I have found my new favorite children’s storybook – The Snatchabook. This is a story about a little bunny named Eliza Brown and all her friends in Burrow Down. Every evening, they all cuddle down in their little homes at bedtime and listen excitedly to their bedtime stories. Then, suddenly, one night, the story books start to disappear, right out of their hands, flying out the windows and disappearing. Poor Eliza Brown is shocked but determined to find out what is happening. So she lays a trap and, when the thief comes for the pile of story books she has set out, Eliza confronts them! It turns out that the thief is a little creature called a Snatchabook (looks like a kangaroo mouse with dragonfly wings), and it has been stealing books because it has no one to read to it. Poor thing!
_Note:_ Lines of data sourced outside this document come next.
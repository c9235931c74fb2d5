//! `podshim` application entry point.
//!
//! The binary translates pod manifests into container runtime parameters and
//! can create the resulting containers on a Docker-compatible engine. It uses
//! `eyre` for opaque error handling at the application boundary, converting
//! domain-specific errors into human-readable reports.
//!
//! Configuration is loaded with layered precedence via `OrthoConfig`:
//! 1. Application defaults
//! 2. Configuration file (`~/.config/podshim/config.toml` or path from `PODSHIM_CONFIG_PATH`)
//! 3. Environment variables (`PODSHIM_*`)
//! 4. Command-line arguments
//!
//! Diagnostics go to stderr, filtered by `RUST_LOG` (default `warn`).

use clap::Parser;
use eyre::{Report, Result as EyreResult};
use podshim::config::{AppConfig, Cli, Commands, ManifestArgs, load_config};
use podshim::engine::{
    EngineConnector, EngineContainerManager, KubeSourcesReady, SocketResolver, SourcesReady,
    runtime_from_manager,
};
use podshim::error::Result as PodshimResult;
use podshim::pod::load_pod;
use podshim::translate::{PodTranslation, translate_pod};
use tracing_subscriber::EnvFilter;

/// Application entry point.
///
/// Installs the log subscriber, loads configuration with layered precedence,
/// then dispatches to the appropriate subcommand handler.
fn main() -> EyreResult<()> {
    init_logging();

    // Parse CLI first (for subcommand dispatch and global options).
    let cli = Cli::parse();

    // The CLI is passed to extract --config, --engine-socket, and
    // --host-userns-policy.
    let config = load_config(&cli).map_err(Report::from)?;

    run(&cli, &config).map_err(Report::from)
}

fn init_logging() {
    let filter = EnvFilter::try_from_default_env().unwrap_or_else(|_| EnvFilter::new("warn"));
    tracing_subscriber::fmt()
        .with_env_filter(filter)
        .with_writer(std::io::stderr)
        .init();
}

/// Execute the CLI command, returning domain-specific errors.
///
/// Keeps semantic errors inside the run loop so the CLI boundary owns
/// conversion to `eyre::Report`.
fn run(cli: &Cli, config: &AppConfig) -> PodshimResult<()> {
    match &cli.command {
        Commands::Translate(args) => translate_manifest(config, args),
        Commands::Create(args) => create_containers(config, args),
        Commands::Ready => {
            report_ready();
            Ok(())
        }
    }
}

/// Print the runtime parameters for every container of a manifest.
fn translate_manifest(config: &AppConfig, args: &ManifestArgs) -> PodshimResult<()> {
    let pod = load_pod(&args.manifest)?;
    let report = translate_pod(&pod, config.translation.host_userns_policy);
    print_translation(&report);
    Ok(())
}

#[expect(clippy::print_stdout, reason = "CLI output is the intended behaviour")]
fn print_translation(report: &PodTranslation) {
    println!("pod {}/{}", report.namespace, report.name);
    println!("host user namespace: {}", report.host_user_namespace);
    for container in &report.containers {
        println!("container {}", container.name);
        println!("  privileged: {}", container.privileged);
        for line in &container.env_lines {
            println!("  env {line}");
        }
        for bind in &container.binds {
            println!("  bind {bind}");
        }
        for advisory in &container.advisories {
            println!("  advisory: {advisory}");
        }
    }
}

/// Create every container of a manifest on the configured engine.
#[expect(clippy::print_stdout, reason = "CLI output is the intended behaviour")]
fn create_containers(config: &AppConfig, args: &ManifestArgs) -> PodshimResult<()> {
    let pod = load_pod(&args.manifest)?;

    let env = mockable::DefaultEnv::new();
    let resolver = SocketResolver::new(&env);
    let docker = EngineConnector::connect_with_fallback(config.engine_socket.as_deref(), &resolver)?;

    let manager = EngineContainerManager::new(docker, config.translation.host_userns_policy);
    let runtime = runtime_from_manager(&manager)?;
    let tokio_runtime = EngineConnector::create_runtime()?;

    for container in &pod.spec.containers {
        let created = tokio_runtime.block_on(runtime.create_pod_container(&pod, container))?;
        println!("{} {}", created.name, created.id);
        for warning in &created.warnings {
            println!("  engine warning: {warning}");
        }
        for advisory in &created.advisories {
            println!("  advisory: {advisory}");
        }
    }
    Ok(())
}

#[expect(clippy::print_stdout, reason = "CLI output is the intended behaviour")]
fn report_ready() {
    let sources = KubeSourcesReady;
    println!("sources ready: {}", sources.all_ready());
}
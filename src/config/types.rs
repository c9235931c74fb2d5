//! Configuration value types.

use ortho_config::OrthoConfig;
use serde::{Deserialize, Serialize};

use crate::translate::HostUserNamespacePolicy;

/// Translation behaviour configuration.
#[derive(Debug, Clone, Default, PartialEq, Eq, Deserialize, Serialize)]
#[serde(default)]
pub struct TranslationConfig {
    /// Which containers decide whether a pod uses the host user namespace.
    pub host_userns_policy: HostUserNamespacePolicy,
}

/// Root application configuration.
///
/// The precedence order (lowest to highest) is: defaults, configuration file,
/// environment variables, command-line arguments.
///
/// Configuration files are discovered in this order:
/// 1. Path specified via `PODSHIM_CONFIG_PATH` environment variable
/// 2. `.podshim.toml` in the current working directory
/// 3. `.podshim.toml` in the home directory
/// 4. `~/.config/podshim/config.toml` (XDG default)
#[derive(Debug, Clone, Default, Deserialize, Serialize, OrthoConfig)]
#[ortho_config(
    prefix = "PODSHIM",
    discovery(
        app_name = "podshim",
        env_var = "PODSHIM_CONFIG_PATH",
        config_file_name = "config.toml",
        dotfile_name = ".podshim.toml",
        config_cli_long = "config",
        config_cli_visible = true,
    )
)]
pub struct AppConfig {
    /// The container engine socket path or URL.
    pub engine_socket: Option<String>,

    /// Translation configuration.
    #[serde(default)]
    #[ortho_config(skip_cli)]
    pub translation: TranslationConfig,
}
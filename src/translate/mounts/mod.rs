//! Host mount translation into runtime bind strings.
//!
//! A bind string has the form `<host>:<container>[:<opts>]`, where `<opts>` is
//! a comma-separated list drawn from, in this order:
//!
//! - `ro` when the mount is read-only
//! - `Z` when `SELinux` relabeling is requested
//! - `rshared` for bidirectional propagation, `rslave` for host-to-container
//!
//! # Relabeling
//!
//! Relabeling should only be requested when the pod supplies an `SELinux`
//! context. Without one, the runtime labels the volume with the container's
//! randomly allocated MCS category, and only the first container to mount it
//! can then access it. The translator forwards the flag without checking.

use std::fmt;

use serde::Serialize;

use super::{Advisory, Translated};
use crate::pod::{Mount, MountPropagation};

/// A single bind-mount option.
#[derive(Debug, Clone, Copy, PartialEq, Eq)]
pub enum MountAttribute {
    /// Read-only mount (`ro`).
    ReadOnly,
    /// Private unshared `SELinux` relabel (`Z`).
    Relabel,
    /// Recursive shared propagation (`rshared`).
    Shared,
    /// Recursive slave propagation (`rslave`).
    Slave,
}

impl MountAttribute {
    /// The option text understood by the runtime.
    #[must_use]
    pub const fn as_str(self) -> &'static str {
        match self {
            Self::ReadOnly => "ro",
            Self::Relabel => "Z",
            Self::Shared => "rshared",
            Self::Slave => "rslave",
        }
    }
}

/// A runtime bind-mount string.
#[derive(Debug, Clone, PartialEq, Eq, Hash, Serialize)]
#[serde(transparent)]
pub struct BindingString(String);

impl BindingString {
    fn build(mount: &Mount, attributes: &[MountAttribute]) -> Self {
        let base = format!("{}:{}", mount.host_path, mount.container_path);
        if attributes.is_empty() {
            return Self(base);
        }

        let options: Vec<&str> = attributes.iter().map(|attr| attr.as_str()).collect();
        Self(format!("{base}:{}", options.join(",")))
    }

    /// Borrow the bind string.
    #[must_use]
    pub fn as_str(&self) -> &str {
        &self.0
    }

    /// Take ownership of the bind string.
    #[must_use]
    pub fn into_string(self) -> String {
        self.0
    }
}

impl fmt::Display for BindingString {
    fn fmt(&self, f: &mut fmt::Formatter<'_>) -> fmt::Result {
        f.write_str(&self.0)
    }
}

impl From<BindingString> for String {
    fn from(value: BindingString) -> Self {
        value.0
    }
}

/// Propagation attribute for a mode, or an advisory when the mode is unknown.
fn propagation_attribute(mount: &Mount) -> Result<Option<MountAttribute>, Advisory> {
    match &mount.propagation {
        MountPropagation::Private => Ok(None),
        MountPropagation::Bidirectional => Ok(Some(MountAttribute::Shared)),
        MountPropagation::HostToContainer => Ok(Some(MountAttribute::Slave)),
        MountPropagation::Unrecognized(raw) => Err(Advisory::UnknownPropagation {
            host_path: mount.host_path.clone(),
            raw: raw.clone(),
        }),
    }
}

/// Translate one mount.
///
/// An unrecognised propagation mode yields a bind string with private
/// propagation and the matching advisory; a `warn` event is also emitted.
#[must_use]
pub fn binding_string(mount: &Mount) -> (BindingString, Option<Advisory>) {
    let mut attributes = Vec::with_capacity(3);
    if mount.read_only {
        attributes.push(MountAttribute::ReadOnly);
    }
    if mount.selinux_relabel {
        attributes.push(MountAttribute::Relabel);
    }

    let advisory = match propagation_attribute(mount) {
        Ok(propagation) => {
            attributes.extend(propagation);
            None
        }
        Err(advisory) => {
            tracing::warn!(
                host_path = %mount.host_path,
                propagation = %mount.propagation,
                "{advisory}; falling back to private"
            );
            Some(advisory)
        }
    };

    (BindingString::build(mount, &attributes), advisory)
}

/// Translate mounts into bind strings, one per mount, in input order.
#[must_use]
pub fn to_binding_strings(mounts: &[Mount]) -> Translated<Vec<BindingString>> {
    let mut translated = Translated::clean(Vec::with_capacity(mounts.len()));
    for mount in mounts {
        let (bind, advisory) = binding_string(mount);
        translated.value.push(bind);
        translated.advisories.extend(advisory);
    }
    translated
}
Eliza Brown takes pity on the Snatchabook and, together, they come up with a plan to return everyone’s books. Afterward, Eliza gathers her friends and explains the situation and, after that, the Snatchabook is welcomed to storytime in everyone’s home.
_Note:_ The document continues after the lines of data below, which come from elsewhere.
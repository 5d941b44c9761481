//! Migration Planner - Policy to Action Table
//!
//! Translates the caller's per-category policies into a typed action table,
//! keeping all policy branching in one pure, persistence-free place. The
//! promotion transaction only executes actions; it never re-derives policy.
//!
//! Root scope is not policy-driven: the promoted component is deleted, so
//! its own records are always moved to the new asset. Descendant scope
//! follows the caller's policies.

use crate::models::{DocumentPolicy, HistoryPolicy};

/// What the transaction does to one record category in one scope.
#[derive(Debug, Clone, Copy, PartialEq, Eq)]
pub enum RecordAction {
    /// Rewrite the record to reference the new asset.
    Move,
    /// Duplicate the record, pointing the copy at the new asset.
    Copy,
    /// Leave the record untouched.
    Keep,
}

/// Actions for the four record categories within one scope.
#[derive(Debug, Clone, Copy, PartialEq, Eq)]
pub struct ScopeActions {
    pub documents: RecordAction,
    pub work_orders: RecordAction,
    pub failures: RecordAction,
    pub history: RecordAction,
}

/// The full per-scope action table for one promotion.
#[derive(Debug, Clone, Copy, PartialEq, Eq)]
pub struct MigrationPlan {
    /// The promoted component's own records.
    pub root: ScopeActions,
    /// Records of every transitive descendant.
    pub descendants: ScopeActions,
}

/// Compute the action table for the given policies.
pub fn plan_migration(history: HistoryPolicy, documents: DocumentPolicy) -> MigrationPlan {
    let operational = match history {
        HistoryPolicy::Move => RecordAction::Move,
        // Descendants survive (reparented onto the new asset), so lineage is
        // preserved without rewriting their records.
        HistoryPolicy::Keep => RecordAction::Keep,
    };
    let descendant_documents = match documents {
        DocumentPolicy::Move => RecordAction::Move,
        DocumentPolicy::Copy => RecordAction::Copy,
        DocumentPolicy::None => RecordAction::Keep,
    };

    MigrationPlan {
        root: ScopeActions {
            documents: RecordAction::Move,
            work_orders: RecordAction::Move,
            failures: RecordAction::Move,
            history: RecordAction::Move,
        },
        descendants: ScopeActions {
            documents: descendant_documents,
            work_orders: operational,
            failures: operational,
            history: operational,
        },
    }
}

#[cfg(test)]
mod tests {
    use super::*;

    #[test]
    fn test_root_scope_always_moves_everything() {
        for history in [HistoryPolicy::Move, HistoryPolicy::Keep] {
            for documents in [DocumentPolicy::Copy, DocumentPolicy::Move, DocumentPolicy::None] {
                let plan = plan_migration(history, documents);
                assert_eq!(plan.root.documents, RecordAction::Move);
                assert_eq!(plan.root.work_orders, RecordAction::Move);
                assert_eq!(plan.root.failures, RecordAction::Move);
                assert_eq!(plan.root.history, RecordAction::Move);
            }
        }
    }

    #[test]
    fn test_history_move_rewrites_descendant_operational_records() {
        let plan = plan_migration(HistoryPolicy::Move, DocumentPolicy::None);
        assert_eq!(plan.descendants.work_orders, RecordAction::Move);
        assert_eq!(plan.descendants.failures, RecordAction::Move);
        assert_eq!(plan.descendants.history, RecordAction::Move);
    }

    #[test]
    fn test_history_keep_leaves_descendant_operational_records() {
        let plan = plan_migration(HistoryPolicy::Keep, DocumentPolicy::Move);
        assert_eq!(plan.descendants.work_orders, RecordAction::Keep);
        assert_eq!(plan.descendants.failures, RecordAction::Keep);
        assert_eq!(plan.descendants.history, RecordAction::Keep);
        // The observed asymmetry: documents may move while operational
        // records stay on the descendant.
        assert_eq!(plan.descendants.documents, RecordAction::Move);
    }

    #[test]
    fn test_document_policies_map_one_to_one() {
        assert_eq!(
            plan_migration(HistoryPolicy::Move, DocumentPolicy::Copy)
                .descendants
                .documents,
            RecordAction::Copy
        );
        assert_eq!(
            plan_migration(HistoryPolicy::Move, DocumentPolicy::Move)
                .descendants
                .documents,
            RecordAction::Move
        );
        assert_eq!(
            plan_migration(HistoryPolicy::Move, DocumentPolicy::None)
                .descendants
                .documents,
            RecordAction::Keep
        );
    }
}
Written and illustrated by Helen and Thomas Docherty, a husband and wife team from Wales, this is a simply lovely storybook, composed of lush illustrations and a beautiful story written in lilting rhyme, perfect for a little ones. I thoroughly enjoy reading this to my 2-year-old daughter and, sometimes, I even take it down to read just to myself.

Bellman & Black by Diane Setterfield


Begun 1/7/2014  – It’s been seven years in the waiting but, finally, the newest novel by Diane Setterfield is here! I adored The Thirteen Tale and have been waiting for more work by Setterfield ever since. So my Christmas was quite wonderful as this book was gifted to me. 🙂 Setterfield’s newest work, released in November 2013, Bellman & Black begins very promisingly, starting out with a boyhood proof of prowess, which leads to the death of an innocent rook and the enigmatic guilt settling upon the shoulders of the boy responsible: William Bellman. A boy in black, not to mention the strange parish of rooks, regards William from the hill where the rook fell beneath his slingshot, sending a chill over the ten-year-old boy as he runs home and applies his mind to its most difficult task to date: forgetting. But, as most would tell you, one act can haunt you for an entire lifetime.
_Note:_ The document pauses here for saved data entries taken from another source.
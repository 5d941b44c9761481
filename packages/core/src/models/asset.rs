//! Asset Data Structure
//!
//! An asset is a top-level container: it never has a parent and roots a tree
//! of components. Assets created by promotion carry lineage fields pointing
//! back at the component (and origin asset) they were promoted out of.

use crate::models::Component;
use chrono::{DateTime, Utc};
use serde::{Deserialize, Serialize};
use uuid::Uuid;

/// A top-level container entity.
///
/// Attribute fields mirror [`Component`] so a promoted component loses no
/// data. `derived_from_component_id`, `origin_asset_id`, and `promoted_at`
/// are only set on assets created by promotion.
#[derive(Debug, Clone, PartialEq, Serialize, Deserialize)]
#[serde(rename_all = "camelCase")]
pub struct Asset {
    pub id: String,
    pub tenant_id: String,
    pub name: String,
    pub asset_type: String,
    pub code: String,
    pub description: Option<String>,
    pub technical_notes: Option<String>,
    pub criticality: i64,
    pub safety_critical: bool,
    pub image_ref: Option<String>,
    pub status: String,
    /// Opaque classification tag supplied by the caller at promotion time.
    pub category_id: Option<String>,
    /// Opaque location/zone tag supplied by the caller at promotion time.
    pub zone_id: Option<String>,
    /// Provenance: the component this asset was promoted from.
    pub derived_from_component_id: Option<String>,
    /// Provenance: the asset the component was promoted out of.
    pub origin_asset_id: Option<String>,
    pub promoted_at: Option<DateTime<Utc>>,
    pub created_at: DateTime<Utc>,
    pub modified_at: DateTime<Utc>,
}

impl Asset {
    /// Create a new standalone asset with an auto-generated UUID.
    pub fn new(
        tenant_id: impl Into<String>,
        name: impl Into<String>,
        asset_type: impl Into<String>,
        code: impl Into<String>,
    ) -> Self {
        let now = Utc::now();
        Self {
            id: Uuid::new_v4().to_string(),
            tenant_id: tenant_id.into(),
            name: name.into(),
            asset_type: asset_type.into(),
            code: code.into(),
            description: None,
            technical_notes: None,
            criticality: 0,
            safety_critical: false,
            image_ref: None,
            status: "active".to_string(),
            category_id: None,
            zone_id: None,
            derived_from_component_id: None,
            origin_asset_id: None,
            promoted_at: None,
            created_at: now,
            modified_at: now,
        }
    }

    /// Create the asset a component is promoted into.
    ///
    /// Copies the component's attributes, records lineage, and stamps
    /// `promoted_at`. The caller supplies the collision-safe `code` (the
    /// component's code may already be taken by another asset in the tenant).
    pub fn promoted_from(
        component: &Component,
        name: impl Into<String>,
        asset_type: impl Into<String>,
        code: impl Into<String>,
        now: DateTime<Utc>,
    ) -> Self {
        Self {
            id: Uuid::new_v4().to_string(),
            tenant_id: component.tenant_id.clone(),
            name: name.into(),
            asset_type: asset_type.into(),
            code: code.into(),
            description: component.description.clone(),
            technical_notes: component.technical_notes.clone(),
            criticality: component.criticality,
            safety_critical: component.safety_critical,
            image_ref: component.image_ref.clone(),
            status: component.status.clone(),
            category_id: None,
            zone_id: None,
            derived_from_component_id: Some(component.id.clone()),
            origin_asset_id: component.asset_id.clone(),
            promoted_at: Some(now),
            created_at: now,
            modified_at: now,
        }
    }
}

#[cfg(test)]
mod tests {
    use super::*;

    #[test]
    fn test_promoted_from_copies_attributes_and_lineage() {
        let mut c = Component::new("t1", "Motor", "M-7", Some("asset-9".into()), None);
        c.description = Some("drive motor".into());
        c.criticality = 80;
        c.safety_critical = true;

        let now = Utc::now();
        let a = Asset::promoted_from(&c, "Motor", "equipment", "M-7", now);

        assert_eq!(a.tenant_id, "t1");
        assert_eq!(a.description.as_deref(), Some("drive motor"));
        assert_eq!(a.criticality, 80);
        assert!(a.safety_critical);
        assert_eq!(a.derived_from_component_id.as_deref(), Some(c.id.as_str()));
        assert_eq!(a.origin_asset_id.as_deref(), Some("asset-9"));
        assert_eq!(a.promoted_at, Some(now));
    }
}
Fast forward seven years and William Bellman is a comely young man of seventeen, talented, sharp-witted, admirable. After church one Sunday, his mother Dora is approached by her brother-in-law, her absconded husband’s brother, to request her blessing in his current idea: to invite William to work with him at Bellman’s Mill. Dora has no dealings with the Bellman family for the most part, as Phillip’s marriage to her went against their wishes. She is against the idea of William going into the business of the family that rejected him but he is excited and wishes to give it a try. As with almost everything else in his life, he is successful at each task to which he turns his hand, proving himself a hard and intelligent worker. There are but two tasks in the mill which he declines to even try, one of them being the dye house. Mr. Lowe, the head dyer, has no use for the prodigal Bellman boy, or pretty much anyone else for that matter. But William has ideas and enthusiasm. Within a year, William has accomplished the one thing that Bellman Mill was never able to produce: a good crimson fabric. As his uncle Paul wonders, the boy has been there only a year. What could he do if given free reign?
I love Diane’s writing style. It flows so well that the pages fly by. In a short amount of time, I had sped through 51 pages of this novel, ten chapters.  She modulates the length of chapters based on what needs to be said in each and, while some of them are exceedingly short, the effect is quite intense and poignant. I am already half in love with the character of William Bellman and appreciate his uncles conscientious consideration of the situations and ideas put before her. I also like the character of Dora, sad and bitter though she may be; her love for her son is undeniable.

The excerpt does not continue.